Distinctions between the bath and skin care categories are blurring. The recent explosion in skin care sales has encouraged most skin care manufacturers to expand into the cleansing and bath categories, and more new players are jumping into these categories every day.
Now buyers are trying to figure out how to best merchandise the bath care category. Should they: * create a specialty bath and body section with all the lines merchandised together as a family; * display the broadest family lines by themselves in a mini-boutique on an endcap or a floor fixture; * merchandise bath care as a segment within the traditional HBA aisle; or * merchandise bath as part of a cosmetics or gift department specialty set?
At PayLess in Oregon, Sheri Ralston, bath buyer for the cosmetics department, says this category has emerged as one of the strongest growth opportunities of the ’90s.
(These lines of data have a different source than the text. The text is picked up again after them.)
//! Bundled effect programs
//!
//! These programs are embedded in the binary. Several effects share a
//! vertex or fragment stage; the binding lists below are per effect.

/// Bundled effect data
#[derive(Debug)]
pub struct BundledEffect {
    pub key: &'static str,
    pub attributes: &'static [&'static str],
    pub uniforms: &'static [&'static str],
    pub vertex: &'static str,
    pub fragment: &'static str,
}

/// Catalog keys of the bundled effects
///
/// Keys are case-sensitive and part of the host contract.
pub mod keys {
    pub const DEFAULT_TEXTURE: &str = "defaultTexture";
    pub const DEFAULT_TEXTURE_AND_OPACITY: &str = "defaultTextureAndOpacity";
    pub const CONTENTS: &str = "contents";
    pub const IRIS: &str = "iris";
    pub const TWIST: &str = "twist";
    pub const COLOR_PLANES: &str = "colorPlanes";
    pub const FLOP: &str = "flop";
    pub const ANVIL_SMOKE: &str = "anvilsmoke";
    pub const ANVIL_SPECK: &str = "anvilspeck";
    pub const FLAME: &str = "flame";
    pub const CONFETTI: &str = "confetti";
    pub const DIFFUSE: &str = "diffuse";
    pub const FIREWORKS: &str = "fireworks";
    pub const FIREWORKS_TRAILS: &str = "fireworkstrails";
    pub const HORIZONTAL_GAUSSIAN_BLUR: &str = "horizontalGaussianBlur";
    pub const VERTICAL_GAUSSIAN_BLUR: &str = "verticalGaussianBlur";
    pub const BLOOM: &str = "bloom";
    pub const SHIMMER_OBJECT: &str = "shimmerObject";
    pub const SHIMMER_PARTICLE: &str = "shimmerParticle";
    pub const SPARKLE: &str = "sparkle";
}

const TEXTURED_QUAD_VERT: &str = include_str!("../shaders/textured_quad.vert");
const PARTICLE_FRAG: &str = include_str!("../shaders/particle.frag");
const FULLSCREEN_QUAD_VERT: &str = include_str!("../shaders/fullscreen_quad.vert");
const POSITION_ONLY_VERT: &str = include_str!("../shaders/position_only.vert");

/// Plain textured quad
pub const DEFAULT_TEXTURE: BundledEffect = BundledEffect {
    key: keys::DEFAULT_TEXTURE,
    attributes: &["Position", "TexCoord"],
    uniforms: &["MVPMatrix", "Texture"],
    vertex: TEXTURED_QUAD_VERT,
    fragment: include_str!("../shaders/default_texture.frag"),
};

/// Textured quad faded by `Opacity`
pub const DEFAULT_TEXTURE_AND_OPACITY: BundledEffect = BundledEffect {
    key: keys::DEFAULT_TEXTURE_AND_OPACITY,
    attributes: &["Position", "TexCoord"],
    uniforms: &["MVPMatrix", "Texture", "Opacity"],
    vertex: TEXTURED_QUAD_VERT,
    fragment: include_str!("../shaders/default_texture_opacity.frag"),
};

/// Crossfade between two textures
pub const CONTENTS: BundledEffect = BundledEffect {
    key: keys::CONTENTS,
    attributes: &["Position", "TexCoord"],
    uniforms: &["MVPMatrix", "Texture", "Texture2", "mixFactor"],
    vertex: TEXTURED_QUAD_VERT,
    fragment: include_str!("../shaders/contents.frag"),
};

/// Elliptical iris wipe, opening or closing
pub const IRIS: BundledEffect = BundledEffect {
    key: keys::IRIS,
    attributes: &["Position", "TexCoord"],
    uniforms: &["PercentForAlpha", "Scale", "Mix", "Texture", "MVPMatrix", "Opacity"],
    vertex: TEXTURED_QUAD_VERT,
    fragment: include_str!("../shaders/iris.frag"),
};

/// Lit twisting page with specular highlight
pub const TWIST: BundledEffect = BundledEffect {
    key: keys::TWIST,
    attributes: &["Position", "TexCoord", "Normal"],
    uniforms: &["TextureMatrix", "SpecularColor", "FlipNormals", "MVPMatrix", "Texture"],
    vertex: include_str!("../shaders/twist.vert"),
    fragment: include_str!("../shaders/twist.frag"),
};

/// Per-channel colour plane with optional flipped texture coordinates
pub const COLOR_PLANES: BundledEffect = BundledEffect {
    key: keys::COLOR_PLANES,
    attributes: &["Position", "TexCoord"],
    uniforms: &["MVPMatrix", "FlipTexCoords", "Texture", "ColorMask"],
    vertex: include_str!("../shaders/color_planes.vert"),
    fragment: include_str!("../shaders/color_planes.frag"),
};

/// Lit page flop, diffuse only
pub const FLOP: BundledEffect = BundledEffect {
    key: keys::FLOP,
    attributes: &["Position", "TexCoord", "Normal"],
    uniforms: &["TextureMatrix", "FlipNormals", "MVPMatrix", "Texture"],
    vertex: include_str!("../shaders/flop.vert"),
    fragment: include_str!("../shaders/flop.frag"),
};

/// Anvil smoke puffs
pub const ANVIL_SMOKE: BundledEffect = BundledEffect {
    key: keys::ANVIL_SMOKE,
    attributes: &[
        "Rotation",
        "Speed",
        "Scale",
        "LifeSpan",
        "ParticleTexCoord",
        "Center",
        "Position",
    ],
    uniforms: &["Percent", "Opacity", "ParticleTexture", "MVPMatrix"],
    vertex: include_str!("../shaders/anvil_smoke.vert"),
    fragment: PARTICLE_FRAG,
};

/// Anvil dust specks thrown on a sine arc
pub const ANVIL_SPECK: BundledEffect = BundledEffect {
    key: keys::ANVIL_SPECK,
    attributes: &["Speed", "Scale", "LifeSpan", "ParticleTexCoord", "Center", "Position"],
    uniforms: &["Percent", "Opacity", "ParticleTexture", "MVPMatrix"],
    vertex: include_str!("../shaders/anvil_speck.vert"),
    fragment: PARTICLE_FRAG,
};

/// Flame particles with white-yellow-red ramp and smoke
pub const FLAME: BundledEffect = BundledEffect {
    key: keys::FLAME,
    attributes: &["Rotation", "Speed", "LifeSpan", "ParticleTexCoord", "Center", "Position"],
    uniforms: &[
        "Percent",
        "Duration",
        "Opacity",
        "RotationMax",
        "SpeedMax",
        "ParticleTexture",
        "MVPMatrix",
    ],
    vertex: include_str!("../shaders/flame.vert"),
    fragment: PARTICLE_FRAG,
};

/// Tumbling confetti shaded by facing
pub const CONFETTI: BundledEffect = BundledEffect {
    key: keys::CONFETTI,
    attributes: &["Rotation", "Speed", "TexCoord", "Center", "Position"],
    uniforms: &["Percent", "Opacity", "ParticleTexture", "MVPMatrix"],
    vertex: include_str!("../shaders/confetti.vert"),
    fragment: include_str!("../shaders/confetti.frag"),
};

/// Diffuse dissolve particles
pub const DIFFUSE: BundledEffect = BundledEffect {
    key: keys::DIFFUSE,
    attributes: &["Rotation", "Speed", "TexCoord", "Center", "Position", "LifeSpan"],
    uniforms: &["Percent", "Opacity", "ParticleTexture", "MVPMatrix", "RotationMax", "SpeedMax"],
    vertex: include_str!("../shaders/diffuse.vert"),
    fragment: PARTICLE_FRAG,
};

/// Firework burst particles with motion blur and sparkle
pub const FIREWORKS: BundledEffect = BundledEffect {
    key: keys::FIREWORKS,
    attributes: &["Color", "Speed", "LifeSpan", "Scale", "ParticleTexCoord", "Center", "Position"],
    uniforms: &[
        "Percent",
        "PreviousPercent",
        "Gravity",
        "StartScale",
        "ShouldSparkle",
        "SparklePeriod",
        "ParticleBurstTiming",
        "PreviousParticleBurstTiming",
        "SpeedMax",
        "ParticleTexture",
        "Opacity",
        "MVPMatrix",
    ],
    vertex: include_str!("../shaders/fireworks.vert"),
    fragment: include_str!("../shaders/fireworks.frag"),
};

/// Noisy fade of the accumulated firework trail buffer
pub const FIREWORKS_TRAILS: BundledEffect = BundledEffect {
    key: keys::FIREWORKS_TRAILS,
    attributes: &["Position", "TexCoord"],
    uniforms: &["Texture", "Opacity", "NoiseAmount", "NoiseSeed", "NoiseMax", "MVPMatrix"],
    vertex: FULLSCREEN_QUAD_VERT,
    fragment: include_str!("../shaders/fireworks_trails.frag"),
};

/// Horizontal pass of the separable 5-tap Gaussian
pub const HORIZONTAL_GAUSSIAN_BLUR: BundledEffect = BundledEffect {
    key: keys::HORIZONTAL_GAUSSIAN_BLUR,
    attributes: &["Position"],
    uniforms: &["Texture", "TextureSize", "MVPMatrix"],
    vertex: POSITION_ONLY_VERT,
    fragment: include_str!("../shaders/horizontal_blur.frag"),
};

/// Vertical pass of the separable 5-tap Gaussian
pub const VERTICAL_GAUSSIAN_BLUR: BundledEffect = BundledEffect {
    key: keys::VERTICAL_GAUSSIAN_BLUR,
    attributes: &["Position"],
    uniforms: &["Texture", "TextureSize", "MVPMatrix"],
    vertex: POSITION_ONLY_VERT,
    fragment: include_str!("../shaders/vertical_blur.frag"),
};

/// Bloom composite of a frame and its blur
pub const BLOOM: BundledEffect = BundledEffect {
    key: keys::BLOOM,
    attributes: &["Position", "TexCoord"],
    uniforms: &["Texture", "BlurTexture", "BloomAmount", "MVPMatrix"],
    vertex: FULLSCREEN_QUAD_VERT,
    fragment: include_str!("../shaders/bloom.frag"),
};

/// Shimmer object pieces drifting apart
pub const SHIMMER_OBJECT: BundledEffect = BundledEffect {
    key: keys::SHIMMER_OBJECT,
    attributes: &["Position", "Center", "TexCoord", "Color", "Speed"],
    uniforms: &["Percent", "Opacity", "RotationMatrix", "SpeedMax", "Texture", "MVPMatrix"],
    vertex: include_str!("../shaders/shimmer_object.vert"),
    fragment: include_str!("../shaders/shimmer_object.frag"),
};

/// Shimmer glints, persistent or timed
pub const SHIMMER_PARTICLE: BundledEffect = BundledEffect {
    key: keys::SHIMMER_PARTICLE,
    attributes: &["Position", "Center", "ParticleTexCoord", "Color", "LifeSpan", "Speed", "Scale"],
    uniforms: &[
        "Percent",
        "Opacity",
        "ParticleScalePercent",
        "RotationMatrix",
        "SpeedMax",
        "ParticleTexture",
        "MVPMatrix",
    ],
    vertex: include_str!("../shaders/shimmer_particle.vert"),
    fragment: PARTICLE_FRAG,
};

/// Sparkle glints
pub const SPARKLE: BundledEffect = BundledEffect {
    key: keys::SPARKLE,
    attributes: &["Scale", "LifeSpan", "Speed", "ParticleTexCoord", "Center", "Position"],
    uniforms: &["Percent", "Opacity", "Color", "SpeedMax", "ParticleTexture", "MVPMatrix"],
    vertex: include_str!("../shaders/sparkle.vert"),
    fragment: PARTICLE_FRAG,
};

/// All bundled effects
pub const ALL_EFFECTS: &[&BundledEffect] = &[
    &DEFAULT_TEXTURE,
    &DEFAULT_TEXTURE_AND_OPACITY,
    &CONTENTS,
    &IRIS,
    &TWIST,
    &COLOR_PLANES,
    &FLOP,
    &ANVIL_SMOKE,
    &ANVIL_SPECK,
    &FLAME,
    &CONFETTI,
    &DIFFUSE,
    &FIREWORKS,
    &FIREWORKS_TRAILS,
    &HORIZONTAL_GAUSSIAN_BLUR,
    &VERTICAL_GAUSSIAN_BLUR,
    &BLOOM,
    &SHIMMER_OBJECT,
    &SHIMMER_PARTICLE,
    &SPARKLE,
];

/// Get a bundled effect by key
pub fn get_bundled_effect(key: &str) -> Option<&'static BundledEffect> {
    ALL_EFFECTS.iter().find(|e| e.key == key).copied()
}

/// List all bundled effect keys, in table order
pub fn bundled_effect_keys() -> Vec<&'static str> {
    ALL_EFFECTS.iter().map(|e| e.key).collect()
}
However, she adds that it has also “challenged” PayLess to come up with a plan that maximizes its potential while minimizing the risk it takes to develop this potential.
“We want to create a boutique environment. But it costs money to do it right. It’s difficult to decide whether we should use vendors’ fixtures or come up with some of our own to give us a unique presentation. It’s an expensive option since we have so many stores. We have to determine if there is enough growth to justify that much of an investment.”
Ralston currently merchandises “cosmetic” bath care products in a 12-to 16-feet valley organized into three segments: children’s bath, self-use items, and gift and trendy items. “You need a presentation of each of these to cover a broad spectrum of that category,” she says. “Plus, it helps us create a presentation that is appealing and affordable.”
New boutique presentation
In New Orleans, K&B has expanded its bath and body in-line sections to four to eight feet, depending on the size of the store. HBA buyer Chuck Gautreaux and cosmetics buyer Donna McManus have also created a new boutique presentation for bath and body lines: two back-to-back wooden hutches that the chain merchandises as the “K&B Boutique” department.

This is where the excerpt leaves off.